WHAT YOU HAVE TO DO: Every line of the records below that holds the word "None" should be copied out.
==============================
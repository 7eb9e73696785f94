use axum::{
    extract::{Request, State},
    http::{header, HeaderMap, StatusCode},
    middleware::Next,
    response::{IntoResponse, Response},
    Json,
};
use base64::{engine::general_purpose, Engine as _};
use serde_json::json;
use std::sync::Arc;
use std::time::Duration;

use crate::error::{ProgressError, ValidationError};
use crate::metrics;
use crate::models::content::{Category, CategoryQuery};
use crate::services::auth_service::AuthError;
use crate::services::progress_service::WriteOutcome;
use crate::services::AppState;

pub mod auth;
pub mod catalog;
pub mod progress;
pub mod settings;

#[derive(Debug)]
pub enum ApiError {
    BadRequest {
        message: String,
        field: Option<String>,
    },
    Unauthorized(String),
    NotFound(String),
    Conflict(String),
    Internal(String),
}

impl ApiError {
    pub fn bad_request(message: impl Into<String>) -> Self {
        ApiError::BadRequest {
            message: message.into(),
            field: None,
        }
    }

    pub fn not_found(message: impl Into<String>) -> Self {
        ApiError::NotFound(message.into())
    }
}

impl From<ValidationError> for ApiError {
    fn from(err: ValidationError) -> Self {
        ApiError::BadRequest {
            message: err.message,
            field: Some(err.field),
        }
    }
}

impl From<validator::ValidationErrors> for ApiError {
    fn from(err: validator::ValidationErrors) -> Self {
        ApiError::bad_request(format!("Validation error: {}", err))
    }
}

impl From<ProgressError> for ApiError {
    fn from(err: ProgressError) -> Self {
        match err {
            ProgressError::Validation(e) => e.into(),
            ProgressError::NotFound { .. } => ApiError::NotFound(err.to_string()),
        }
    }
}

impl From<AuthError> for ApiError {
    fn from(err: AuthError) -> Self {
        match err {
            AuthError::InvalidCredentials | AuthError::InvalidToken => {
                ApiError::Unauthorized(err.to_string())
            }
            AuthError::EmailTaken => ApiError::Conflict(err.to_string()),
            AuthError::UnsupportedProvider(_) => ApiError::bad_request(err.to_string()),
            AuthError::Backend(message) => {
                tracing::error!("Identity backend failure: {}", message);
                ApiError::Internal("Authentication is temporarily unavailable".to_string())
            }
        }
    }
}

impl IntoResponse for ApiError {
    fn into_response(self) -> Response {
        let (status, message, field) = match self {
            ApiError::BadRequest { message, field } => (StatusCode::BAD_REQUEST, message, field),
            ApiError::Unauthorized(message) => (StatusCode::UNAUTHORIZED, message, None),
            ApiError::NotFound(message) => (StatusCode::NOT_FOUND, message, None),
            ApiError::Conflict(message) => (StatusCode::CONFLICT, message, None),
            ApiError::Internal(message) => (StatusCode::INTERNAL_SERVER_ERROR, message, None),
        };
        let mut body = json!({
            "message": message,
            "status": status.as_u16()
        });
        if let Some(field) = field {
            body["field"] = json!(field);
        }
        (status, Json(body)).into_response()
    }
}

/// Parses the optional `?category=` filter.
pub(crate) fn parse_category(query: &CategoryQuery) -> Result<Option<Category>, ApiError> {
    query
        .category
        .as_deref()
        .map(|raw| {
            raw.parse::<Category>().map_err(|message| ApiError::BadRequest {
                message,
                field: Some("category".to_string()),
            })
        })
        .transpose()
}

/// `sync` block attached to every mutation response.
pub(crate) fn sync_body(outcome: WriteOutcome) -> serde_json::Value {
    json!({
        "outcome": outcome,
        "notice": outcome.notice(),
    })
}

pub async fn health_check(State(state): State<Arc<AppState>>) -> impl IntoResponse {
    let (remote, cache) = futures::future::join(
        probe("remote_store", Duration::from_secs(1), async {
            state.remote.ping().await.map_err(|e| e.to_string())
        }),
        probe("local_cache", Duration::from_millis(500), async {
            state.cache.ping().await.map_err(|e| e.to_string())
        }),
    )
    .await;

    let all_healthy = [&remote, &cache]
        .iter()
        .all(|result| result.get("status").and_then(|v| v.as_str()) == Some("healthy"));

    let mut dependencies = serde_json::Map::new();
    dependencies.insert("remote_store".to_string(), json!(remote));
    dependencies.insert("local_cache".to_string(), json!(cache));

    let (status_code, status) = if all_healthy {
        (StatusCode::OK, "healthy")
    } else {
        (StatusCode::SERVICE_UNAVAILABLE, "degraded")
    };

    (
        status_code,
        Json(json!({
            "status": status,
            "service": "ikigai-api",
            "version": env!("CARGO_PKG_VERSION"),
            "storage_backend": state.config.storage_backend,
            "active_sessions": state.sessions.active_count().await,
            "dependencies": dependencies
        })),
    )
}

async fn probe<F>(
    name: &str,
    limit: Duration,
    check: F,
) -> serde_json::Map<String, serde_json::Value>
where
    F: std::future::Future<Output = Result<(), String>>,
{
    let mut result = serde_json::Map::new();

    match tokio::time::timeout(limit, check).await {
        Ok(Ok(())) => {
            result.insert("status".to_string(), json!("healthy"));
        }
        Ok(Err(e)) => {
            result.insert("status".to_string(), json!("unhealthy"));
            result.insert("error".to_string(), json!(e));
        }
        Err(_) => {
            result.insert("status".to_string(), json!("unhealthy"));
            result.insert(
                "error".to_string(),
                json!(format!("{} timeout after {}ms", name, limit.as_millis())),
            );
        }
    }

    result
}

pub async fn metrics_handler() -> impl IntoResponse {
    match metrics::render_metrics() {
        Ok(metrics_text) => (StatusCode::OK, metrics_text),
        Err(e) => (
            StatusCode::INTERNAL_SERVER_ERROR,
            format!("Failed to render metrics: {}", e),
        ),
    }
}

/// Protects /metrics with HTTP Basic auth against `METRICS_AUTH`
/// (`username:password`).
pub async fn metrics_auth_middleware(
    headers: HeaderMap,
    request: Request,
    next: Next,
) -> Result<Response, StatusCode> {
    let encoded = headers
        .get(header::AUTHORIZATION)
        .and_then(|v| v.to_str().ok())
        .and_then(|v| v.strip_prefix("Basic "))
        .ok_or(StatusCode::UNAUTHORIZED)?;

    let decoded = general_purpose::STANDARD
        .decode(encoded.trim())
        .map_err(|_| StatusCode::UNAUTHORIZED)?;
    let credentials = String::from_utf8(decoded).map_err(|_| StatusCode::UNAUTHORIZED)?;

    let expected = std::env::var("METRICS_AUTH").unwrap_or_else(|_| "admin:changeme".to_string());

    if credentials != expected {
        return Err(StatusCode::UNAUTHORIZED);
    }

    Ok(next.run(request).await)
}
==============================
FINAL ANSWER:
            field: None,
            ApiError::Unauthorized(message) => (StatusCode::UNAUTHORIZED, message, None),
            ApiError::NotFound(message) => (StatusCode::NOT_FOUND, message, None),
            ApiError::Conflict(message) => (StatusCode::CONFLICT, message, None),
            ApiError::Internal(message) => (StatusCode::INTERNAL_SERVER_ERROR, message, None),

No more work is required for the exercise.